138 Ovviamente il riferimento implicito è alla grammatica generativa, la cui terminologia è emersa nel primo quadrante dell’analisi (cfr. fig. 14).

stessi principi sono premesse necessarie per comprendere il mutamento linguistico nel quadro delle forze e delle restrizioni che agiscono nel divenire di una lingua» (Ibidem). La trasformazione è profonda e rivoluzionaria, non si tratta di un semplice cambiamento nelle pratiche di ricerca, come ve ne erano stati tanti, ma di un sostanziale mutamento nell’identità dell’AGI che coinvolge il modo stesso di concepire la lingua e il suo studio, con lo sguardo che si stringe ora, per la prima volta, sulla struttura interna della lingua, di fatto estromettendo i contesti sociale, culturale e geografico, l’attenzione per i quali era stato un elemento distintivo della rivista in tutte le sue fasi nonché un tratto specifico della tradizione linguistica italiana, sempre attenta ai rapporti tra lingua e realtà storico- etnografiche e incline agli scavi sociolinguistici (De Mauro, 1980: 11-25): se è vero che nella Linguistica contemporanea si è giocata una partita che ha contrapposto paradigma funzionale e paradigma formale (Graffi, 2010: 440), allora bisogna ammettere che sul fronte dell’AGI lo scontro è stato vinto da quest’ultimo, nonostante le precedenti tendenze lessicali lasciassero presagire un esito differente. Secondo Robins (2005: 126) «la seconda metà del Novecento può […] a buon diritto essere considerata l’era della grammatica generativo-trasformazionale»; si tratta di una affermazione forte e forse un po’ riduttiva, ma è indubbio che le teorie chomskyane ebbero sulla Linguistica un impatto rivoluzionario, un impatto che infine si riverbera anche sull’Archivio provocando le trasformazioni sin qui segnalate: il sistematico ritardo della Linguistica italiana, unito all’instabilità di un modello sottoposto a continui aggiornamenti, produce negli anni ’60 esperienze confuse frutto di «teorie a mala pena assimilate» (Benincà, 1994a: 615), ma negli anni ’80, grazie anche al lavoro svolto dalla SLI nel decennio precedente, la sintassi generativa è ormai ben digerita e ampiamente praticata139, anche nel campo della dialettologia che ad essa era stata inizialmente avversa, e viene così accolta dall’AGI.

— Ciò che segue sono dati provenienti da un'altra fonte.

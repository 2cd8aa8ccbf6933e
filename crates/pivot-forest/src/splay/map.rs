use std::fmt::Debug;

use crate::error::InvariantError;
use crate::util::{assert_tree, detach, find, find_or_next_lower, first, last, next};

use super::types::SplayNode;
use super::util;

fn default_comparator<K: PartialOrd>(a: &K, b: &K) -> i32 {
    if a == b {
        0
    } else if a < b {
        -1
    } else {
        1
    }
}

/// Ordered map balanced amortized-style: every insert and delete splays
/// the affected node (or its neighborhood) to the root.
///
/// Plain lookups never restructure — only the write paths do. The map
/// keeps an *expensive-insert* statistic: an insertion whose pre-splay
/// depth exceeds `2·log2(n)` (n counted after the insertion, root at
/// depth 0) bumps a monotonic counter, readable via
/// [`report`](Self::report).
pub struct SplayMap<K, V, C = fn(&K, &K) -> i32>
where
    C: Fn(&K, &K) -> i32,
{
    comparator: C,
    arena: Vec<SplayNode<K, V>>,
    root: Option<u32>,
    free: Vec<u32>,
    length: usize,
    bad_inserts: u64,
}

impl<K, V> SplayMap<K, V, fn(&K, &K) -> i32>
where
    K: PartialOrd,
{
    pub fn new() -> Self {
        Self::with_comparator(default_comparator::<K>)
    }
}

impl<K, V> Default for SplayMap<K, V, fn(&K, &K) -> i32>
where
    K: PartialOrd,
{
    fn default() -> Self {
        Self::new()
    }
}

impl<K, V, C> SplayMap<K, V, C>
where
    C: Fn(&K, &K) -> i32,
{
    pub fn with_comparator(comparator: C) -> Self {
        Self {
            comparator,
            arena: Vec::new(),
            root: None,
            free: Vec::new(),
            length: 0,
            bad_inserts: 0,
        }
    }

    fn alloc(&mut self, node: SplayNode<K, V>) -> u32 {
        match self.free.pop() {
            Some(i) => {
                self.arena[i as usize] = node;
                i
            }
            None => {
                self.arena.push(node);
                (self.arena.len() - 1) as u32
            }
        }
    }

    #[inline]
    fn is_expensive(depth: u32, n: usize) -> bool {
        f64::from(depth) > 2.0 * (n as f64).log2()
    }

    /// Insert `key`, or overwrite the value of an existing entry.
    ///
    /// A new entry is linked at the leaf the descent reached, scored
    /// against the depth bound, then splayed to the root. An overwrite
    /// touches nothing else: no splay, no counters.
    pub fn set(&mut self, key: K, value: V) -> u32 {
        let Some(root) = self.root else {
            let idx = self.alloc(SplayNode::new(key, value));
            self.root = Some(idx);
            self.length = 1;
            return idx;
        };

        let mut curr = root;
        let mut depth = 0u32;
        loop {
            let cmp = (self.comparator)(&key, &self.arena[curr as usize].k);
            if cmp == 0 {
                self.arena[curr as usize].v = value;
                return curr;
            }
            let nxt = if cmp < 0 {
                self.arena[curr as usize].l
            } else {
                self.arena[curr as usize].r
            };
            match nxt {
                Some(n) => {
                    curr = n;
                    depth += 1;
                }
                None => {
                    let idx = self.alloc(SplayNode::new(key, value));
                    if cmp < 0 {
                        self.arena[curr as usize].l = Some(idx);
                    } else {
                        self.arena[curr as usize].r = Some(idx);
                    }
                    self.arena[idx as usize].p = Some(curr);
                    self.length += 1;
                    // The new node hangs one edge below the stopping point.
                    if Self::is_expensive(depth + 1, self.length) {
                        self.bad_inserts += 1;
                    }
                    self.root = util::splay(&mut self.arena, self.root, idx);
                    return idx;
                }
            }
        }
    }

    /// Alias of [`set`](Self::set).
    pub fn insert(&mut self, key: K, value: V) -> u32 {
        self.set(key, value)
    }

    /// Delete the entry for `key`, if any.
    ///
    /// The lowest surviving node of the unlinked neighborhood is splayed
    /// to the root. A miss splays the last node the failed descent
    /// touched; deleting the only node leaves nothing to splay.
    pub fn del(&mut self, key: &K) -> bool {
        let Some(root) = self.root else {
            return false;
        };

        let mut curr = root;
        let found = loop {
            let cmp = (self.comparator)(key, &self.arena[curr as usize].k);
            if cmp == 0 {
                break Some(curr);
            }
            let nxt = if cmp < 0 {
                self.arena[curr as usize].l
            } else {
                self.arena[curr as usize].r
            };
            match nxt {
                Some(n) => curr = n,
                None => break None,
            }
        };

        match found {
            None => {
                self.root = util::splay(&mut self.arena, self.root, curr);
                false
            }
            Some(node) => {
                let (root, pivot) = detach(&mut self.arena, self.root, node);
                self.root = root;
                self.length -= 1;
                self.free.push(node);
                if let Some(pivot) = pivot {
                    self.root = util::splay(&mut self.arena, self.root, pivot);
                }
                true
            }
        }
    }

    /// Alias of [`del`](Self::del).
    pub fn remove(&mut self, key: &K) -> bool {
        self.del(key)
    }

    /// Cumulative count of expensive inserts.
    pub fn report(&self) -> u64 {
        self.bad_inserts
    }

    pub fn find(&self, key: &K) -> Option<u32> {
        find(&self.arena, self.root, key, &self.comparator)
    }

    pub fn get(&self, key: &K) -> Option<&V> {
        self.find(key).map(|i| &self.arena[i as usize].v)
    }

    pub fn get_mut(&mut self, key: &K) -> Option<&mut V> {
        let idx = self.find(key)?;
        Some(&mut self.arena[idx as usize].v)
    }

    pub fn has(&self, key: &K) -> bool {
        self.find(key).is_some()
    }

    pub fn get_or_next_lower(&self, key: &K) -> Option<u32> {
        find_or_next_lower(&self.arena, self.root, key, &self.comparator)
    }

    pub fn root(&self) -> Option<u32> {
        self.root
    }

    pub fn node(&self, idx: u32) -> &SplayNode<K, V> {
        &self.arena[idx as usize]
    }

    pub fn key(&self, idx: u32) -> &K {
        &self.arena[idx as usize].k
    }

    pub fn value(&self, idx: u32) -> &V {
        &self.arena[idx as usize].v
    }

    pub fn value_mut(&mut self, idx: u32) -> &mut V {
        &mut self.arena[idx as usize].v
    }

    pub fn first(&self) -> Option<u32> {
        first(&self.arena, self.root)
    }

    pub fn last(&self) -> Option<u32> {
        last(&self.arena, self.root)
    }

    pub fn next(&self, curr: u32) -> Option<u32> {
        next(&self.arena, curr)
    }

    /// Arena indices in ascending key order.
    pub fn iterator(&self) -> impl Iterator<Item = u32> + '_ {
        let mut curr = self.first();
        std::iter::from_fn(move || {
            let i = curr?;
            curr = next(&self.arena, i);
            Some(i)
        })
    }

    /// `(key, value)` pairs in ascending key order.
    pub fn iter(&self) -> impl Iterator<Item = (&K, &V)> + '_ {
        self.iterator().map(|i| {
            let n = &self.arena[i as usize];
            (&n.k, &n.v)
        })
    }

    pub fn for_each<F: FnMut(u32, &SplayNode<K, V>)>(&self, mut f: F) {
        let mut curr = self.first();
        while let Some(i) = curr {
            f(i, &self.arena[i as usize]);
            curr = next(&self.arena, i);
        }
    }

    pub fn size(&self) -> usize {
        self.length
    }

    pub fn is_empty(&self) -> bool {
        self.length == 0
    }

    pub fn clear(&mut self) {
        self.arena.clear();
        self.free.clear();
        self.root = None;
        self.length = 0;
    }

    pub fn assert_valid(&self) -> Result<(), InvariantError> {
        assert_tree(&self.arena, self.root, &self.comparator)
    }

    pub fn print(&self) -> String
    where
        K: Debug,
        V: Debug,
    {
        util::print(&self.arena, self.root, "")
    }
}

L’egemonia di morfologia e sintassi – in particolare quella esercitata da quest’ultima – soffoca tutti gli altri argomenti di ricerca: nell’ultimo ventennio si configura un predominio che non ha precedenti nella storia della rivista, si impone una supremazia che relega ai margini, o recupera quasi esclusivamente in funzione strumentale, anche quei topic che si erano mostrati floridi e vitali sino alla fine degli anni ‘80: il tasso di copertura di etimologia e lessicografia si riduce al 2,8% e quello di geografia linguistica e toponomastica al 2,4%, dati estremamente significati poiché, insieme alla definitiva scomparsa dell’approccio sociolinguistico, sono il più forte indicatore del cambio di prospettiva attuato dalla rivista. Sono solo due i topic che mantengono una sostanziale coerenza con i valori medi degli anni precedenti: discussione sul metodo e sulla linguistica e linguistica

indoeuropea e lingue antiche: il primo sopravvive perché la sua genericità gli consente di trovare una

collocazione all’interno di qualsiasi approccio e quadro teorico; il secondo si mantiene rilevante perché la linguistica indoeuropea costituisce il principale campo di applicazione delle ricerche morfosintattiche, ulteriore conferma dell’ormai definitiva prevalenza di quest’ambito sugli studi dialettologici.